Sunday, August 5, 2012

Bonus Quote of the Day (Arthur Gelb, on Monroe’s Dizzying Walk)


“When she walked, it was as though she had a hundred body parts that moved separately in different directions. I mean, you didn’t know what body part to follow.”—Former New  York Times managing editor Arthur Gelb, quoted in Maureen Dowd, “The Love Goddess Who Keeps Right on Seducing,” The New York Times, August 5, 2012

A half-century to the day that she died, Marilyn Monroe remains an object of fascination, in a way that others who have died younger (such as Jean Harlow, a full decade younger than Monroe at the time of her death) have not. Gelb (who cops to making, and following through on, a boorish, drunken bet that he could touch the star’s “flawless porcelain back” at Sardi’s) has put his finger on one element, her overpowering sexuality. (Billy Wilder also captured that walk in her memorable introduction in Some Like It Hot—a movement so astonishing it leads Jack Lemmon’s cross-dressing, mob-dodging musician to gasp that it’s “like jello on springs”).

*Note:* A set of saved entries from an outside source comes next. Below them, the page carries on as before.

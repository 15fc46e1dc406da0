use crate::intake::{FileHandle, IntakeSource};
use crate::model::ClientConfig;
use crate::orchestrator::{self, AppEvent, UiCommand};
use crate::session::{Phase, SessionSnapshot};
use anyhow::{Context, Result};
use clap::Parser;
use serde::Serialize;
use std::io::Write;
use std::path::PathBuf;
use std::time::Duration;
use tokio::sync::mpsc;

/// Output line routing for stdout/stderr writer.
enum OutputLine {
    Stdout(String),
    Stderr(String),
}

/// Spawn a blocking writer for stdout/stderr to avoid blocking async tasks.
fn spawn_output_writer() -> (
    mpsc::UnboundedSender<OutputLine>,
    tokio::task::JoinHandle<()>,
) {
    let (tx, mut rx) = mpsc::unbounded_channel::<OutputLine>();
    let handle = tokio::task::spawn_blocking(move || {
        let stdout = std::io::stdout();
        let stderr = std::io::stderr();
        let mut out = std::io::LineWriter::new(stdout.lock());
        let mut err = std::io::LineWriter::new(stderr.lock());

        while let Some(line) = rx.blocking_recv() {
            match line {
                OutputLine::Stdout(msg) => {
                    let _ = writeln!(out, "{}", msg);
                }
                OutputLine::Stderr(msg) => {
                    let _ = writeln!(err, "{}", msg);
                }
            }
        }

        let _ = out.flush();
        let _ = err.flush();
    });
    (tx, handle)
}

#[derive(Debug, Parser, Clone)]
#[command(
    name = "lungscan",
    version,
    about = "Lung CT scan classification client with optional TUI"
)]
pub struct Cli {
    /// Scan image to analyse right away
    pub image: Option<PathBuf>,

    /// Base URL of the classification server
    #[arg(long, env = "LUNGSCAN_SERVER", default_value = "http://127.0.0.1:5000")]
    pub server: String,

    /// Print the session as JSON and exit (no TUI)
    #[arg(long, conflicts_with = "text")]
    pub json: bool,

    /// Print progress and a text summary and exit (no TUI)
    #[arg(long)]
    pub text: bool,

    /// Pause between 100% upload and showing the result
    #[arg(long, default_value = "500ms")]
    pub completion_hold: humantime::Duration,

    /// Request timeout for the upload
    #[arg(long, default_value = "60s")]
    pub timeout: humantime::Duration,
}

impl Cli {
    fn is_one_shot(&self) -> bool {
        self.json || self.text
    }
}

/// Build a `ClientConfig` from CLI arguments.
pub fn build_config(args: &Cli) -> ClientConfig {
    ClientConfig {
        server_url: args.server.clone(),
        completion_hold: Duration::from(args.completion_hold),
        request_timeout: Duration::from(args.timeout),
        user_agent: format!("lungscan-cli/{}", env!("CARGO_PKG_VERSION")),
    }
}

/// Whether logs may go to stderr. The TUI owns the terminal, so only one-shot
/// modes (or builds without the TUI) log.
pub fn wants_stderr_logging(args: &Cli) -> bool {
    args.is_one_shot() || cfg!(not(feature = "tui"))
}

pub async fn run(args: Cli) -> Result<()> {
    if args.is_one_shot() {
        let image = args
            .image
            .clone()
            .context("an IMAGE path is required with --json or --text")?;
        return run_one_shot(&args, image).await;
    }

    #[cfg(feature = "tui")]
    {
        crate::tui::run(args).await
    }
    #[cfg(not(feature = "tui"))]
    {
        // Fallback when built without TUI support.
        let image = args
            .image
            .clone()
            .context("an IMAGE path is required when built without the TUI")?;
        run_one_shot(&args, image).await
    }
}

/// JSON document printed by `--json`.
#[derive(Debug, Serialize)]
struct JsonReport<'a> {
    timestamp_utc: String,
    server: &'a str,
    #[serde(flatten)]
    session: &'a SessionSnapshot,
}

/// Run a single attempt for `image` and print the outcome.
async fn run_one_shot(args: &Cli, image: PathBuf) -> Result<()> {
    let cfg = build_config(args);
    let (out_tx, out_handle) = spawn_output_writer();
    let (event_tx, mut event_rx) = mpsc::unbounded_channel::<AppEvent>();
    let (cmd_tx, cmd_rx) = mpsc::unbounded_channel::<UiCommand>();

    let controller = tokio::spawn(orchestrator::run_controller(cfg, event_tx, cmd_rx));

    let _ = cmd_tx.send(UiCommand::SelectFile(FileHandle::from_path(
        image,
        IntakeSource::Picker,
    )));

    let mut last_percent: Option<u8> = None;
    let mut finished: Option<SessionSnapshot> = None;
    while let Some(ev) = event_rx.recv().await {
        match ev {
            AppEvent::Info(info) => {
                if args.text {
                    let _ = out_tx.send(OutputLine::Stderr(info.to_message()));
                }
            }
            AppEvent::Snapshot(snapshot) => {
                if args.text
                    && snapshot.phase == Phase::Processing
                    && last_percent != Some(snapshot.upload_percent)
                {
                    last_percent = Some(snapshot.upload_percent);
                    let _ = out_tx.send(OutputLine::Stderr(format!(
                        "Analyzing... {}%",
                        snapshot.upload_percent
                    )));
                }
                if snapshot.is_terminal() {
                    finished = Some(*snapshot);
                    let _ = cmd_tx.send(UiCommand::Quit);
                }
            }
        }
    }

    controller
        .await
        .context("controller task failed")?
        .context("scan controller failed")?;
    let snapshot = finished.context("scan ended without a result")?;

    let outcome = if args.json {
        let report = JsonReport {
            timestamp_utc: time::OffsetDateTime::now_utc()
                .format(&time::format_description::well_known::Rfc3339)
                .unwrap_or_else(|_| "now".into()),
            server: &args.server,
            session: &snapshot,
        };
        let out = serde_json::to_string_pretty(&report)?;
        let _ = out_tx.send(OutputLine::Stdout(out));
        match snapshot.error_message.as_deref() {
            Some(msg) => Err(anyhow::anyhow!("{msg}")),
            None => Ok(()),
        }
    } else {
        crate::text_summary::build_text_summary(&snapshot).map(|summary| {
            for line in summary.lines {
                let _ = out_tx.send(OutputLine::Stdout(line));
            }
        })
    };

    drop(out_tx);
    let _ = out_handle.await;
    outcome
}

#[cfg(test)]
mod tests {
    use super::*;

    #[test]
    fn defaults_match_local_backend() {
        let args = Cli::parse_from(["lungscan"]);
        let cfg = build_config(&args);
        assert_eq!(cfg.predict_url(), "http://127.0.0.1:5000/predict");
        assert_eq!(cfg.completion_hold, Duration::from_millis(500));
        assert_eq!(cfg.request_timeout, Duration::from_secs(60));
        assert!(cfg.user_agent.starts_with("lungscan-cli/"));
    }

    #[test]
    fn durations_and_server_are_configurable() {
        let args = Cli::parse_from([
            "lungscan",
            "--server",
            "http://scan.local:8080/",
            "--completion-hold",
            "1s",
            "--text",
            "scan.png",
        ]);
        let cfg = build_config(&args);
        assert_eq!(cfg.predict_url(), "http://scan.local:8080/predict");
        assert_eq!(cfg.completion_hold, Duration::from_secs(1));
        assert_eq!(args.image.as_deref(), Some(std::path::Path::new("scan.png")));
        assert!(wants_stderr_logging(&args));
    }

    #[test]
    fn json_and_text_conflict() {
        assert!(Cli::try_parse_from(["lungscan", "--json", "--text", "a.png"]).is_err());
    }

    #[tokio::test]
    async fn one_shot_requires_image() {
        let args = Cli::parse_from(["lungscan", "--json"]);
        let err = run(args).await.unwrap_err();
        assert!(err.to_string().contains("IMAGE"));
    }

    #[tokio::test]
    async fn one_shot_rejects_text_file_with_error() {
        let dir = tempfile::tempdir().unwrap();
        let path = dir.path().join("notes.txt");
        std::fs::write(&path, "not an image").unwrap();
        let args = Cli::parse_from([
            "lungscan",
            "--text",
            "--server",
            "http://127.0.0.1:9",
            path.to_str().unwrap(),
        ]);
        let err = run(args).await.unwrap_err();
        assert_eq!(err.to_string(), "Please upload an image file");
    }
}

She was the ultimate woman who makes guys act endlessly stupid just by her sheer presence.

But only part of the fascination owes to her raw physical appeal.  Much of the  continued interest relate to her vulnerability, the lingering questions of Kennedy involvement in her last desperate days, and her attempt to break out of the image that she herself had so adeptly created.

Goodbye, Norma Jean. It’ll be a long time—if ever—before we see your like again.

(Photograph of Monroe in her famous dress-with Jack and Bobby Kennedy and Arthur Schlesinger Jr., , on the occasion of the President’s 45th birthday party celebration in New York’s Madison Square Garden, in 1962 —by Cecil W. Stoughton, official White House photographer.)